//! Texforge compiles a markup expression into positioned, renderable glyph
//! geometry by orchestrating external typesetting tools.
//!
//! The pipeline typesets a [`RenderRequest`] through two external binaries
//! (typesetting, then vector conversion), parses the intermediate vector
//! document, and tessellates its outlines into triangle meshes. Around that
//! core sit three decorator stages sharing one contract ([`RenderStage`]):
//! content-addressed caching, request serialization, and a supersession
//! façade where each new render cancels the previous one.
//!
//! Host integration:
//!
//! - Call [`Pipeline::process`] from a background task; it blocks until the
//!   expression is built.
//! - Call [`Pipeline::pump`] once per tick from the host's update context;
//!   mesh build-out only happens there, through a [`GlyphFactory`].
//! - `cancel()` aborts the outstanding render; `last_error()` exposes the
//!   most recent failure for inline display.
#![forbid(unsafe_code)]
#![deny(missing_docs)]

mod foundation;

/// External tool execution.
pub mod exec;
/// Stage contract, decorator stages, and the assembled pipeline.
pub mod pipeline;
/// Boundary data model handed back to callers.
pub mod scene;
/// Typesetting orchestration.
pub mod typeset;
/// Vector parsing, tessellation, and the tick mailbox.
pub mod vector;

pub use crate::foundation::cancel::{CancelSource, CancelToken};
pub use crate::foundation::error::{TexforgeError, TexforgeResult};
pub use crate::foundation::task::Completion;

pub use crate::exec::{BinaryResolver, ProcessOutcome, ProcessRunner};
pub use crate::pipeline::{
    CacheStage, DEFAULT_HEADERS, Pipeline, PipelineConfig, PipelineDiagnostics, QueueStage,
    RenderRequest, RenderStage, RequestKey, SupersedeStage,
};
pub use crate::scene::glyph::{Expression, GlyphGeometry, Mesh, Point, Rect};
pub use crate::typeset::{TypesetConfig, TypesetStage};
pub use crate::vector::{GeometryStage, GlyphFactory, MeshFactory, TessellatedGlyph, TickMailbox};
........
Take every line from the one containing "back to callers." to the end of the listing and output it exactly, with nothing else.

SOLUTION TO THE PROBLEM |
/// Boundary data model handed back to callers.
pub mod scene;
/// Typesetting orchestration.
pub mod typeset;
/// Vector parsing, tessellation, and the tick mailbox.
pub mod vector;

pub use crate::foundation::cancel::{CancelSource, CancelToken};
pub use crate::foundation::error::{TexforgeError, TexforgeResult};
pub use crate::foundation::task::Completion;

pub use crate::exec::{BinaryResolver, ProcessOutcome, ProcessRunner};
pub use crate::pipeline::{
    CacheStage, DEFAULT_HEADERS, Pipeline, PipelineConfig, PipelineDiagnostics, QueueStage,
    RenderRequest, RenderStage, RequestKey, SupersedeStage,
};
pub use crate::scene::glyph::{Expression, GlyphGeometry, Mesh, Point, Rect};
pub use crate::typeset::{TypesetConfig, TypesetStage};
pub use crate::vector::{GeometryStage, GlyphFactory, MeshFactory, TessellatedGlyph, TickMailbox};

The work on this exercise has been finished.